### Uber Cancellation and No Cab availability Problem


<b>Problem Statement:</b> You may have some experience of travelling to and from the airport. Have you ever used Uber or any other cab service for this travel? Did you at any time face the problem of cancellation by the driver or non-availability of cars?
<br>
Well, if these are the problems faced by customers, these very issues also impact the business of Uber. If drivers cancel the request of riders or if cars are unavailable, Uber loses out on its revenue.

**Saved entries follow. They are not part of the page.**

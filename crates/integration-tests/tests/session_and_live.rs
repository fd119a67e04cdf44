//! Sessions, probes, response headers and live updates.

#![allow(clippy::unwrap_used, clippy::indexing_slicing)]

use std::time::Duration;

use axum::body::Body;
use axum::http::{Request, StatusCode, header};
use futures::{Stream, StreamExt};
use serde_json::json;
use tower::ServiceExt;

use souq_integration_tests::{TestApp, seed_catalog};
use souq_storefront::build_router;
use souq_storefront::config::StorefrontConfig;
use souq_storefront::state::AppState;
use souq_storefront::store::MemoryStore;

/// Wait for the next server-sent event frame.
async fn next_event<S>(frames: &mut S) -> String
where
    S: Stream<Item = Result<axum::body::Bytes, axum::Error>> + Unpin,
{
    let frame = tokio::time::timeout(Duration::from_secs(5), frames.next())
        .await
        .expect("live event in time")
        .expect("stream open")
        .expect("frame");
    String::from_utf8(frame.to_vec()).unwrap()
}

#[tokio::test]
async fn test_health_probes() {
    let mut app = TestApp::new();

    assert_eq!(app.get("/health").await.status, StatusCode::OK);
    // The memory backend is always ready
    assert_eq!(app.get("/health/ready").await.status, StatusCode::OK);
}

#[tokio::test]
async fn test_response_headers() {
    let mut app = TestApp::new();

    let response = app.get("/cart").await;
    assert_eq!(response.headers["x-frame-options"], "DENY");
    assert_eq!(response.headers["x-content-type-options"], "nosniff");
    assert_eq!(response.headers[header::CACHE_CONTROL], "no-store");
    assert!(response.headers.contains_key("x-request-id"));

    let response = app
        .request(
            Request::builder()
                .uri("/health")
                .header("x-request-id", "edge-7")
                .body(Body::empty())
                .unwrap(),
        )
        .await;
    assert_eq!(response.headers()["x-request-id"], "edge-7");
}

#[tokio::test]
async fn test_guest_then_bound_identity() {
    let mut app = TestApp::new();
    seed_catalog(&app).await;

    let session = app.get("/session").await;
    assert_eq!(session.body["isGuest"], true);
    assert!(session.body["userId"].as_str().unwrap().starts_with("guest-"));
    let guest_cookie = app.cookie().unwrap().to_owned();

    let token = TestApp::identity_token("user-42");
    let bound = app
        .post(
            "/session/identity",
            &json!({ "userId": "user-42", "signature": token }),
        )
        .await;
    assert_eq!(bound.status, StatusCode::OK);
    assert_eq!(bound.body, json!({ "userId": "user-42", "isGuest": false }));
    assert_ne!(app.cookie().unwrap(), guest_cookie);

    assert_eq!(app.get("/session").await.body["userId"], "user-42");
    app.post("/cart/add", &json!({ "productId": "p1" })).await;

    // Another browser signing in as the same shopper sees the same cart
    let mut other = app.shopper();
    other
        .post(
            "/session/identity",
            &json!({ "userId": "user-42", "signature": token }),
        )
        .await;
    assert_eq!(other.get("/cart/count").await.body["count"], 1);
}

#[tokio::test]
async fn test_invalid_identity_is_rejected() {
    let mut app = TestApp::new();

    let response = app
        .post("/session/identity", &json!({ "userId": "a/b", "signature": "00" }))
        .await;
    assert_eq!(response.status, StatusCode::BAD_REQUEST);
    assert_eq!(app.get("/session").await.body["isGuest"], true);
}

#[tokio::test]
async fn test_unsigned_identity_cannot_take_over_a_cart() {
    let mut victim = TestApp::new();
    seed_catalog(&victim).await;
    let token = TestApp::identity_token("user-42");
    victim
        .post(
            "/session/identity",
            &json!({ "userId": "user-42", "signature": token }),
        )
        .await;
    victim.post("/cart/add", &json!({ "productId": "p1" })).await;

    let mut intruder = victim.shopper();
    let bare = intruder
        .post("/session/identity", &json!({ "userId": "user-42" }))
        .await;
    assert_eq!(bare.status, StatusCode::UNAUTHORIZED);

    let forged = intruder
        .post(
            "/session/identity",
            &json!({ "userId": "user-42", "signature": TestApp::identity_token("user-43") }),
        )
        .await;
    assert_eq!(forged.status, StatusCode::UNAUTHORIZED);
    assert_eq!(forged.body["error"], "identity signature does not match");

    assert_eq!(intruder.get("/session").await.body["isGuest"], true);
    assert_eq!(intruder.get("/cart/count").await.body["count"], 0);
}

#[tokio::test]
async fn test_live_cart_events() {
    let mut app = TestApp::new();
    seed_catalog(&app).await;
    // Establish the session before opening the stream
    app.get("/cart").await;

    let response = app
        .request(Request::builder().uri("/cart/events").body(Body::empty()).unwrap())
        .await;
    assert_eq!(response.status(), StatusCode::OK);
    assert_eq!(response.headers()[header::CONTENT_TYPE], "text/event-stream");

    let mut frames = response.into_body().into_data_stream();

    let initial = next_event(&mut frames).await;
    assert!(initial.contains("event: cart"));
    assert!(initial.contains(r#""itemCount":0"#));

    app.post("/cart/add", &json!({ "productId": "p2", "quantity": 2 }))
        .await;
    let changed = next_event(&mut frames).await;
    assert!(changed.contains(r#""itemCount":2"#));
}

#[tokio::test]
async fn test_identity_binding_needs_a_secret() {
    let router = build_router(AppState::in_memory(
        StorefrontConfig::default(),
        MemoryStore::new(),
    ));
    let body = json!({ "userId": "user-42", "signature": TestApp::identity_token("user-42") });

    let response = router
        .oneshot(
            Request::builder()
                .method("POST")
                .uri("/session/identity")
                .header(header::CONTENT_TYPE, "application/json")
                .body(Body::from(body.to_string()))
                .unwrap(),
        )
        .await
        .unwrap();
    assert_eq!(response.status(), StatusCode::FORBIDDEN);
}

Let’s hear more about such problems that Uber faces during its operations.
<br>
As an analyst, you decide to address the problem Uber is facing - driver cancellation and non-availability of cars leading to loss of potential revenue. 
<br><br>
<b>Business Objective:</b>The aim of analysis is to identify the root cause of the problem (i.e. cancellation and non-availability of cars) and recommend ways to improve the situation. As a result of your analysis, you should be able to present to the client the root cause(s) and possible hypotheses of the problem(s) and recommend ways to improve them.  

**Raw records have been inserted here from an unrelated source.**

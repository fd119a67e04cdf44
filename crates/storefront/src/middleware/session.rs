//! Session middleware configuration.
//!
//! Sessions are stored in `PostgreSQL` when a database is configured and in
//! process memory otherwise.

use tower_sessions::{Expiry, SessionManagerLayer, SessionStore};

use crate::config::StorefrontConfig;

/// Session cookie name.
pub const SESSION_COOKIE_NAME: &str = "souq_session";

/// Session expiry time in seconds (7 days).
const SESSION_EXPIRY_SECONDS: i64 = 7 * 24 * 60 * 60;

/// Create the session layer over `store`.
///
/// # Arguments
///
/// * `store` - Session backend (`PostgresStore` or `MemoryStore`)
/// * `config` - Storefront configuration (for the cookie `Secure` flag)
#[must_use]
pub fn create_session_layer<S>(store: S, config: &StorefrontConfig) -> SessionManagerLayer<S>
where
    S: SessionStore + Clone,
{
    SessionManagerLayer::new(store)
        .with_name(SESSION_COOKIE_NAME)
        .with_expiry(Expiry::OnInactivity(
            tower_sessions::cookie::time::Duration::seconds(SESSION_EXPIRY_SECONDS),
        ))
        .with_secure(config.secure_cookies())
        .with_same_site(tower_sessions::cookie::SameSite::Lax)
        .with_http_only(true)
        .with_path("/")
}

<b>NOTE - </b> This data set is a masked data set which is similar to what data analysts at Uber handle. This is just a sample dataset which can be used for analysis.

In [None]:
import pandas as pd
import numpy as np
import seaborn as sns
import matplotlib.pyplot as plt
import warnings
warnings.filterwarnings('ignore')

In [None]:
#read the data 
df = pd.read_csv('/kaggle/input/uber-rides-data-bw-city-and-airport/Uber Request Data.csv')

In [None]:
df.head()

In [None]:
#describe the dataset
df.info()

#### convert the columns to proper datatype

In [None]:
df['Request timestamp'] = pd.to_datetime(df['Request timestamp'])
df['Drop timestamp'] = pd.to_datetime(df['Drop timestamp'])

In [None]:
df.info()

In [None]:
df.head()

In [None]:
print('There are '+str(len(df['Request id'].unique()))+' unique request ids')

In [None]:
#request id is of no use for the analysis, lets remove this column
df.drop('Request id',axis=1,inplace=True)

In [None]:
df.head()

In [None]:
#change datatype of timestamps from object to timestamp
df['Request timestamp'] = pd.to_datetime(df['Request timestamp'])
df['Drop timestamp'] = pd.to_datetime(df['Drop timestamp'])

In [None]:
df.head()

In [None]:
df.info()

It is observed that there are missing values for columns driver id and drop timestamp, lets analyze those first
<ul>
    <li>Assumption is driver id is null for all the rides which are 'No Cars Available' status</li>
    <li>Drop time is null for all the records with 'Cancelled' status</li>
</ul>

In [None]:
df.groupby(['Status']).count()

From the above table it is evident that the assumptions are correct and functionally we don';t have any missing values


### Univariate Analysis
<hr>

In [None]:
df.describe()

It is clear that the driver ids are uniformly distributed thus we have almost equal number of rides or requests for all the 300 drivers.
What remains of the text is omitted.